U.S. District Judge Rya A. Zobel in Boston orderd Glaxo to pay a criminal fine of $956.8 million and forfeit $43 million, the DOJ said in a statement Thursday.
The $3 billion settlement, the largest-ever in a health- care fraud case in the U.S., includes $2 billion in civil payments to the U.S. and the states. The settlement also requires Glaxo to abolish incentive compensation for its sales force and publish all GSK human research studies, not just those with positive outcomes for the company’s drugs, the DOJ said.
“With these groundbreaking changes, GSK has committed to putting patients before profits; science before sales,” Carmen Ortiz, U.S. attorney for the District of Massachusetts, said in a statement. “We hope the rest of the pharmaceutical industry follows suit.”
GSK pleaded guilty to marketing the depression medications Paxil and Wellbutrin for uses not approved by the U.S. Food and Drug Administration and for failing to report clinical data on Avandia, a diabetes drug, federal prosecutors said.
Under federal law, while doctors are allowed to prescribe medications for unapproved uses, drug companies are barred from promoting such sales. Promotion by a manufacturer for off-label uses renders the product misbranded, the U.S. said July 2. GSK pleaded guilty to misbranding Paxil and Wellbutrin, the U.S. said.
The $3 billion total settlement surpasses the previous record, a $2.3 billion accord that Pfizer Inc. entered in 2009 over marketing of the painkiller Bextra and other drugs.
Glaxo, the U.K.’s largest drugmaker, last year set aside $3.4 billion to cover the cost of the settlement, which resolves a seven-year investigation of the company’s marketing practices for the three drugs.

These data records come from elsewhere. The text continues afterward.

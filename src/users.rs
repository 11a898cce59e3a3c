use actix_web::{web, HttpResponse};
use chrono::Utc;
use rusqlite::{params, Connection, OptionalExtension};
use uuid::Uuid;

use crate::config::MAX_ABOUT_ME_LENGTH;
use crate::core::errors::{AppError, Result};
use crate::core::db::timestamp_column;
use crate::core::helpers::{format_timestamp, hash_password, now_iso, redirect};
use crate::core::validation::{check_email, check_username, max_length, required, FormErrors};
use crate::follow::{count_followers, count_following, is_following};
use crate::models::models::{EditProfileForm, RegistrationForm, Session, User};
use crate::posts::posts_by_user;
use crate::session::{push_flash, verify_csrf, CurrentUser};
use crate::templates::{attr, csrf_input, esc, field_errors, render_posts, Page};
use crate::AppState;

const USER_COLUMNS: &str = "id, username, email, password_hash, about_me, last_seen";

pub struct NewUser<'a> {
    pub username: &'a str,
    pub email: &'a str,
    pub password_hash: String,
}

fn row_to_user(row: &rusqlite::Row<'_>) -> rusqlite::Result<User> {
    Ok(User {
        id: row.get(0)?,
        username: row.get(1)?,
        email: row.get(2)?,
        password_hash: row.get(3)?,
        about_me: row.get(4)?,
        last_seen: timestamp_column(row, 5)?,
    })
}

/// Insert a user. A taken username or email surfaces as
/// [`AppError::Conflict`] from the UNIQUE constraints.
pub fn insert_user(conn: &Connection, new_user: NewUser<'_>) -> Result<User> {
    let user = User {
        id: Uuid::new_v4().to_string(),
        username: new_user.username.to_string(),
        email: new_user.email.to_string(),
        password_hash: new_user.password_hash,
        about_me: None,
        last_seen: Utc::now(),
    };

    conn.execute(
        "INSERT INTO users (id, username, email, password_hash, about_me, last_seen)
         VALUES (?1, ?2, ?3, ?4, ?5, ?6)",
        params![
            user.id,
            user.username,
            user.email,
            user.password_hash,
            user.about_me,
            format_timestamp(&user.last_seen),
        ],
    )?;
    Ok(user)
}

pub fn find_user_by_username(conn: &Connection, username: &str) -> Result<Option<User>> {
    let user = conn
        .query_row(
            &format!("SELECT {USER_COLUMNS} FROM users WHERE username = ?1"),
            params![username],
            row_to_user,
        )
        .optional()?;
    Ok(user)
}

pub fn find_user_by_id(conn: &Connection, id: &str) -> Result<Option<User>> {
    let user = conn
        .query_row(
            &format!("SELECT {USER_COLUMNS} FROM users WHERE id = ?1"),
            params![id],
            row_to_user,
        )
        .optional()?;
    Ok(user)
}

pub fn email_taken(conn: &Connection, email: &str) -> Result<bool> {
    let taken = conn
        .query_row("SELECT 1 FROM users WHERE email = ?1", params![email], |_| Ok(()))
        .optional()?
        .is_some();
    Ok(taken)
}

pub fn update_profile(
    conn: &Connection,
    user_id: &str,
    username: &str,
    about_me: Option<&str>,
) -> Result<()> {
    conn.execute(
        "UPDATE users SET username = ?1, about_me = ?2 WHERE id = ?3",
        params![username, about_me, user_id],
    )?;
    Ok(())
}

pub fn touch_last_seen(conn: &Connection, user_id: &str) -> Result<()> {
    conn.execute(
        "UPDATE users SET last_seen = ?1 WHERE id = ?2",
        params![now_iso(), user_id],
    )?;
    Ok(())
}

// === Registration ===

fn validate_registration(conn: &Connection, form: &RegistrationForm) -> Result<FormErrors> {
    let mut errors = FormErrors::default();
    check_username(&mut errors, &form.username);
    check_email(&mut errors, &form.email);
    required(&mut errors, "password", &form.password);
    if required(&mut errors, "password2", &form.password2) && form.password2 != form.password {
        errors.add("password2", "Field must be equal to password.");
    }

    if !errors.has("username") && find_user_by_username(conn, &form.username)?.is_some() {
        errors.add("username", "Please use a different username.");
    }
    if !errors.has("email") && email_taken(conn, &form.email)? {
        errors.add("email", "Please use a different email address.");
    }
    Ok(errors)
}

fn render_register(
    conn: &Connection,
    session: &Session,
    form: &RegistrationForm,
    errors: &FormErrors,
) -> Result<HttpResponse> {
    Page::new(conn, session, None, "Register")?.render(
        "register.html",
        &[
            ("csrf", csrf_input(session)),
            ("username", attr(&form.username)),
            ("email", attr(&form.email)),
            ("username_errors", field_errors(errors, "username")),
            ("email_errors", field_errors(errors, "email")),
            ("password_errors", field_errors(errors, "password")),
            ("password2_errors", field_errors(errors, "password2")),
        ],
    )
}

pub async fn register_page(state: web::Data<AppState>, session: Session) -> Result<HttpResponse> {
    if session.user_id.is_some() {
        return Ok(redirect("/index"));
    }
    state.db.with_tx(|conn| {
        render_register(conn, &session, &RegistrationForm::default(), &FormErrors::default())
    })
}

pub async fn register(
    state: web::Data<AppState>,
    session: Session,
    form: web::Form<RegistrationForm>,
) -> Result<HttpResponse> {
    if session.user_id.is_some() {
        return Ok(redirect("/index"));
    }
    let form = form.into_inner();

    let rejected = state.db.with_tx(|conn| {
        let mut errors = validate_registration(conn, &form)?;
        if !verify_csrf(&session, &form.csrf_token) {
            errors.add("csrf_token", "The CSRF token is invalid.");
            push_flash(conn, &session.id, "The form expired, please try again.")?;
        }
        if errors.is_empty() {
            return Ok(None);
        }
        render_register(conn, &session, &form, &errors).map(Some)
    })?;
    if let Some(page) = rejected {
        return Ok(page);
    }

    // Hashing stays outside the transaction
    let password_hash = hash_password(&form.password)?;

    state.db.with_tx(|conn| {
        let new_user = NewUser {
            username: &form.username,
            email: &form.email,
            password_hash,
        };
        match insert_user(conn, new_user) {
            Ok(user) => {
                tracing::info!(user_id = %user.id, username = %user.username, "registered user");
                push_flash(conn, &session.id, "Congratulations, you are now a registered user!")?;
                Ok(redirect("/login"))
            }
            // Lost a race with a concurrent registration
            Err(AppError::Conflict(_)) => {
                let mut errors = FormErrors::default();
                errors.add("username", "Please use a different username or email address.");
                render_register(conn, &session, &form, &errors)
            }
            Err(e) => Err(e),
        }
    })
}

// === Profile ===

pub async fn user_profile(
    state: web::Data<AppState>,
    session: Session,
    current: CurrentUser,
    path: web::Path<String>,
) -> Result<HttpResponse> {
    let username = path.into_inner();

    state.db.with_tx(|conn| {
        let user = find_user_by_username(conn, &username)?
            .ok_or_else(|| AppError::NotFound(format!("user {username}")))?;
        let posts = posts_by_user(conn, &user.id)?;

        let about_me = user
            .about_me
            .as_deref()
            .filter(|s| !s.is_empty())
            .map(|s| format!("<p>{}</p>", esc(s)))
            .unwrap_or_default();
        let last_seen = format!(
            "<p>Last seen on: {}</p>",
            user.last_seen.format("%Y-%m-%d %H:%M UTC")
        );

        let action = if user.id == current.id {
            r#"<p><a href="/edit_profile">Edit your profile</a></p>"#.to_string()
        } else {
            let (verb, label) = if is_following(conn, &current.id, &user.id)? {
                ("unfollow", "Unfollow")
            } else {
                ("follow", "Follow")
            };
            format!(
                r#"<form action="/{verb}/{}" method="post">{}<input type="submit" value="{label}"></form>"#,
                urlencoding::encode(&user.username),
                csrf_input(&session),
            )
        };

        Page::new(conn, &session, Some(&current.0), &format!("User: {}", user.username))?.render(
            "user.html",
            &[
                ("username", esc(&user.username)),
                ("about_me", about_me),
                ("last_seen", last_seen),
                ("followers", count_followers(conn, &user.id)?.to_string()),
                ("following", count_following(conn, &user.id)?.to_string()),
                ("action", action),
                ("posts", render_posts(&posts)),
            ],
        )
    })
}

fn render_edit_profile(
    conn: &Connection,
    session: &Session,
    current: &User,
    form: &EditProfileForm,
    errors: &FormErrors,
) -> Result<HttpResponse> {
    Page::new(conn, session, Some(current), "Edit Profile")?.render(
        "edit_profile.html",
        &[
            ("csrf", csrf_input(session)),
            ("username", attr(&form.username)),
            ("about_me", esc(&form.about_me)),
            ("username_errors", field_errors(errors, "username")),
            ("about_me_errors", field_errors(errors, "about_me")),
        ],
    )
}

pub async fn edit_profile_page(
    state: web::Data<AppState>,
    session: Session,
    current: CurrentUser,
) -> Result<HttpResponse> {
    let form = EditProfileForm {
        username: current.username.clone(),
        about_me: current.about_me.clone().unwrap_or_default(),
        csrf_token: String::new(),
    };
    state
        .db
        .with_tx(|conn| render_edit_profile(conn, &session, &current, &form, &FormErrors::default()))
}

pub async fn edit_profile(
    state: web::Data<AppState>,
    session: Session,
    current: CurrentUser,
    form: web::Form<EditProfileForm>,
) -> Result<HttpResponse> {
    let form = form.into_inner();

    state.db.with_tx(|conn| {
        let mut errors = FormErrors::default();
        check_username(&mut errors, &form.username);
        max_length(&mut errors, "about_me", &form.about_me, MAX_ABOUT_ME_LENGTH);
        if !errors.has("username")
            && form.username != current.username
            && find_user_by_username(conn, &form.username)?.is_some()
        {
            errors.add("username", "Please use a different username.");
        }
        if !verify_csrf(&session, &form.csrf_token) {
            errors.add("csrf_token", "The CSRF token is invalid.");
            push_flash(conn, &session.id, "The form expired, please try again.")?;
        }
        if !errors.is_empty() {
            return render_edit_profile(conn, &session, &current, &form, &errors);
        }

        let about_me = Some(form.about_me.trim()).filter(|s| !s.is_empty());
        update_profile(conn, &current.id, &form.username, about_me)?;
        tracing::debug!(user_id = %current.id, "profile updated");
        push_flash(conn, &session.id, "Your changes have been saved.")?;
        Ok(redirect("/edit_profile"))
    })
}

#[cfg(test)]
mod tests {
    use super::*;
    use crate::core::db::Database;

    fn new_user<'a>(username: &'a str, email: &'a str) -> NewUser<'a> {
        NewUser {
            username,
            email,
            password_hash: hash_password("pw").unwrap(),
        }
    }

    #[test]
    fn duplicate_username_or_email_is_rejected() {
        let db = Database::open_in_memory().unwrap();
        db.with_tx(|conn| {
            insert_user(conn, new_user("alice", "alice@example.com"))?;

            let dup_name = insert_user(conn, new_user("alice", "other@example.com"));
            assert!(matches!(dup_name, Err(AppError::Conflict(_))));
            let dup_email = insert_user(conn, new_user("alice2", "alice@example.com"));
            assert!(matches!(dup_email, Err(AppError::Conflict(_))));

            let count: i64 = conn.query_row("SELECT COUNT(*) FROM users", [], |r| r.get(0))?;
            assert_eq!(count, 1);
            Ok(())
        })
        .unwrap();
    }

    #[test]
    fn usernames_are_case_sensitive() {
        let db = Database::open_in_memory().unwrap();
        db.with_tx(|conn| {
            insert_user(conn, new_user("alice", "alice@example.com"))?;
            assert!(find_user_by_username(conn, "Alice")?.is_none());
            insert_user(conn, new_user("Alice", "Alice@example.com"))?;
            assert!(find_user_by_username(conn, "Alice")?.is_some());
            Ok(())
        })
        .unwrap();
    }

    #[test]
    fn registration_validation_messages() {
        let db = Database::open_in_memory().unwrap();
        db.with_tx(|conn| {
            insert_user(conn, new_user("alice", "alice@example.com"))?;

            let form = RegistrationForm {
                username: "alice".to_string(),
                email: "alice@example.com".to_string(),
                password: "a".to_string(),
                password2: "b".to_string(),
                csrf_token: String::new(),
            };
            let errors = validate_registration(conn, &form)?;
            assert_eq!(errors.get("username"), ["Please use a different username.".to_string()]);
            assert_eq!(errors.get("email"), ["Please use a different email address.".to_string()]);
            assert_eq!(errors.get("password2"), ["Field must be equal to password.".to_string()]);
            Ok(())
        })
        .unwrap();
    }

    #[test]
    fn corrupt_last_seen_is_an_error() {
        let db = Database::open_in_memory().unwrap();
        let result = db.with_tx(|conn| {
            let user = insert_user(conn, new_user("alice", "alice@example.com"))?;
            conn.execute(
                "UPDATE users SET last_seen = 'not a date' WHERE id = ?1",
                params![user.id],
            )?;
            find_user_by_id(conn, &user.id)
        });
        assert!(matches!(result, Err(AppError::Database(_))));
    }

    #[test]
    fn profile_update_and_last_seen() {
        let db = Database::open_in_memory().unwrap();
        db.with_tx(|conn| {
            let user = insert_user(conn, new_user("alice", "alice@example.com"))?;
            conn.execute(
                "UPDATE users SET last_seen = '2020-01-01T00:00:00.000000Z' WHERE id = ?1",
                params![user.id],
            )?;

            update_profile(conn, &user.id, "alicia", Some("hi there"))?;
            touch_last_seen(conn, &user.id)?;

            let updated = find_user_by_id(conn, &user.id)?.unwrap();
            assert_eq!(updated.username, "alicia");
            assert_eq!(updated.about_me.as_deref(), Some("hi there"));
            assert!(updated.last_seen.format("%Y").to_string() != "2020");
            Ok(())
        })
        .unwrap();
    }
}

The reserve brought to $6.4 billion the amount the drug maker has set aside for legal costs tied to Avandia and the other medicines.
Federal prosecutors began an investigation in Colorado in 2004, later taken over by the U.S. attorney in Massachusetts, into whether Glaxo promoted drugs for unapproved uses and into ways Glaxo potentially influenced doctors. The probe concerned nine of the company’s best-selling products from 1997 to 2004, including the Advair lung treatment, Glaxo said in its annual report.
The company also pleaded guilty to failing to report to the government some safety problems with Avandia. The diabetes drug was restricted in the U.S. and banned in Europe after it was found in 2007 to sharply increase the risks of heart attacks and congestive heart failure.
On Monday, GSK’s chief executive officer and its head of North American operations issued statements about GSK’s change of direction under their leadership.